The center of the action was a certain large, oval table—
forever ennobled among the brethren as “The Oval Table: Where Everyone’s More Equal Than an Intern.” There, I got my first Tales of Mimi, over chips, salsa, and
cerveza
.
Maybe when the crunch came I was carrying along the opinions and judgments of my residency peers instead of forming my own based on firsthand observation. Not very doctorlike.
But the stories were scary.
A talkative resident two years my senior had told me she was once scrubbed in with Mimi for six hours to do a one-level laminectomy, an extraordinarily long time for a routine operation on a herniated spinal disc. Reason: They couldn’t find the offending piece of disc. “No wonder,” I was told.
“She was two levels off.”
“But couldn’t that happen to anyone?” I asked.
“One level, maybe. Two? Rarely.
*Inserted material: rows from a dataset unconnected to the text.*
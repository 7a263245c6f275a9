use axum::{
    Json,
    body::Body,
    extract::State,
    http::{Request, StatusCode},
    response::Response,
};
use kiki_hub::{
    AppConfig, AppState, FailureReporter, InMemoryAuthorizationStore, create_router,
    auth::Session,
    config::Env,
    handlers,
    models::{AdminAccessResponse, AdminHome, GateState, Identity, Role},
    observability::LookupFailure,
};
use std::sync::{
    Arc,
    atomic::{AtomicUsize, Ordering},
};
use tower::ServiceExt;

// --- TEST UTILITIES ---

#[derive(Default)]
struct CountingReporter {
    failures: AtomicUsize,
}

impl FailureReporter for CountingReporter {
    fn lookup_failed(&self, _identity: &Identity, _failure: &LookupFailure) {
        self.failures.fetch_add(1, Ordering::SeqCst);
    }
}

fn seeded_store() -> InMemoryAuthorizationStore {
    InMemoryAuthorizationStore::new()
        .with_role("user-42", "admin")
        .with_role("user-7", "standard")
}

fn create_test_state(store: InMemoryAuthorizationStore) -> AppState {
    AppState {
        store: Arc::new(store),
        reporter: Arc::new(CountingReporter::default()),
        config: AppConfig::default(),
    }
}

async fn send(state: AppState, uri: &str, user: Option<&str>) -> Response {
    let mut request = Request::builder().uri(uri);
    if let Some(user) = user {
        request = request.header("x-user-id", user);
    }
    create_router(state)
        .oneshot(request.body(Body::empty()).unwrap())
        .await
        .unwrap()
}

async fn json_body<T: serde::de::DeserializeOwned>(response: Response) -> T {
    let bytes = axum::body::to_bytes(response.into_body(), usize::MAX)
        .await
        .unwrap();
    serde_json::from_slice(&bytes).unwrap()
}

// --- HANDLER TESTS ---

#[tokio::test]
async fn test_admin_access_granted_for_admin() {
    let state = create_test_state(seeded_store());

    let Json(response) =
        handlers::get_admin_access(Session::signed_in("user-42"), State(state)).await;

    assert_eq!(response.state, GateState::Granted);
    assert_eq!(response.admin_route.as_deref(), Some("/admin"));
}

#[tokio::test]
async fn test_admin_access_denied_for_standard_user() {
    let state = create_test_state(seeded_store());

    let Json(response) =
        handlers::get_admin_access(Session::signed_in("user-7"), State(state)).await;

    assert_eq!(response.state, GateState::Denied);
    assert!(response.admin_route.is_none());
}

#[tokio::test]
async fn test_admin_access_denied_for_anonymous_without_lookup() {
    let store = Arc::new(seeded_store());
    let state = AppState {
        store: store.clone(),
        reporter: Arc::new(CountingReporter::default()),
        config: AppConfig::default(),
    };

    let Json(response) = handlers::get_admin_access(Session::anonymous(), State(state)).await;

    assert_eq!(response.state, GateState::Denied);
    assert_eq!(store.lookups(), 0);
}

#[tokio::test]
async fn test_admin_access_store_failure_is_silent_denial() {
    let reporter = Arc::new(CountingReporter::default());
    let state = AppState {
        store: Arc::new(InMemoryAuthorizationStore::new_failing()),
        reporter: reporter.clone(),
        config: AppConfig::default(),
    };

    let Json(response) =
        handlers::get_admin_access(Session::signed_in("user-42"), State(state)).await;

    assert_eq!(response.state, GateState::Denied);
    assert!(response.admin_route.is_none());
    assert_eq!(reporter.failures.load(Ordering::SeqCst), 1);
}

#[tokio::test]
async fn test_admin_home_requires_identity() {
    let result = handlers::get_admin_home(Session::anonymous()).await;
    assert_eq!(result.unwrap_err(), StatusCode::FORBIDDEN);
}

// --- ROUTER TESTS ---

#[tokio::test]
async fn test_health_check() {
    let response = send(create_test_state(seeded_store()), "/health", None).await;

    assert_eq!(response.status(), StatusCode::OK);
    assert!(response.headers().contains_key("x-request-id"));
}

#[tokio::test]
async fn test_route_access_admin_json_shape() {
    let response = send(
        create_test_state(seeded_store()),
        "/access/admin",
        Some("user-42"),
    )
    .await;
    assert_eq!(response.status(), StatusCode::OK);

    let body: serde_json::Value = json_body(response).await;
    assert_eq!(body["state"], "granted");
    assert_eq!(body["admin_route"], "/admin");
    assert!(body["checked_at"].is_string());
}

#[tokio::test]
async fn test_route_access_admin_anonymous_omits_route() {
    let response = send(create_test_state(seeded_store()), "/access/admin", None).await;
    assert_eq!(response.status(), StatusCode::OK);

    let body: AdminAccessResponse = json_body(response).await;
    assert_eq!(body.state, GateState::Denied);
    assert!(body.admin_route.is_none());
}

#[tokio::test]
async fn test_route_admin_home_for_admin() {
    let response = send(create_test_state(seeded_store()), "/admin", Some("user-42")).await;
    assert_eq!(response.status(), StatusCode::OK);

    let body: AdminHome = json_body(response).await;
    assert_eq!(body.identity, Identity::from("user-42"));
    assert_eq!(body.role, Role::Admin);
}

#[tokio::test]
async fn test_route_admin_home_forbidden_for_standard_user() {
    let response = send(create_test_state(seeded_store()), "/admin", Some("user-7")).await;
    assert_eq!(response.status(), StatusCode::FORBIDDEN);
}

#[tokio::test]
async fn test_route_admin_home_forbidden_for_anonymous() {
    let response = send(create_test_state(seeded_store()), "/admin", None).await;
    assert_eq!(response.status(), StatusCode::FORBIDDEN);
}

#[tokio::test]
async fn test_route_admin_home_forbidden_when_store_down() {
    let state = create_test_state(InMemoryAuthorizationStore::new_failing());
    let response = send(state, "/admin", Some("user-42")).await;
    assert_eq!(response.status(), StatusCode::FORBIDDEN);
}

#[tokio::test]
async fn test_route_custom_admin_route() {
    let mut state = create_test_state(seeded_store());
    state.config.admin_route = "/console".to_string();

    let response = send(state.clone(), "/access/admin", Some("user-42")).await;
    let body: AdminAccessResponse = json_body(response).await;
    assert_eq!(body.admin_route.as_deref(), Some("/console"));

    let response = send(state, "/console", Some("user-42")).await;
    assert_eq!(response.status(), StatusCode::OK);
}

#[tokio::test]
async fn test_dev_header_ignored_in_production() {
    let mut state = create_test_state(seeded_store());
    state.config.env = Env::Production;

    let response = send(state, "/admin", Some("user-42")).await;
    assert_eq!(response.status(), StatusCode::FORBIDDEN);
}
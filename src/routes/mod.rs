/// Router Module Index
///
/// Splits the HTTP surface by access level. Access control is attached per module
/// (via Axum layers), so a route cannot be exposed without its guard by accident.

/// Routes open to every caller, signed in or not.
pub mod public;

/// Routes behind the admin gate.
pub mod admin;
Anyway, you’re supposed to get films.”
“Films. Looking for . . . ?” A pause. I was obviously not in on this.
“X-ray comes in and shoots a cross-table lateral, after the surgeon has marked the level she’s at with something that will show up on the film, like a twenty-two-gauge spinal needle. It’s standard. Then anybody who can count backwards from five can see that the needle is at L Two-Three, not L Four-Five, and you move down.”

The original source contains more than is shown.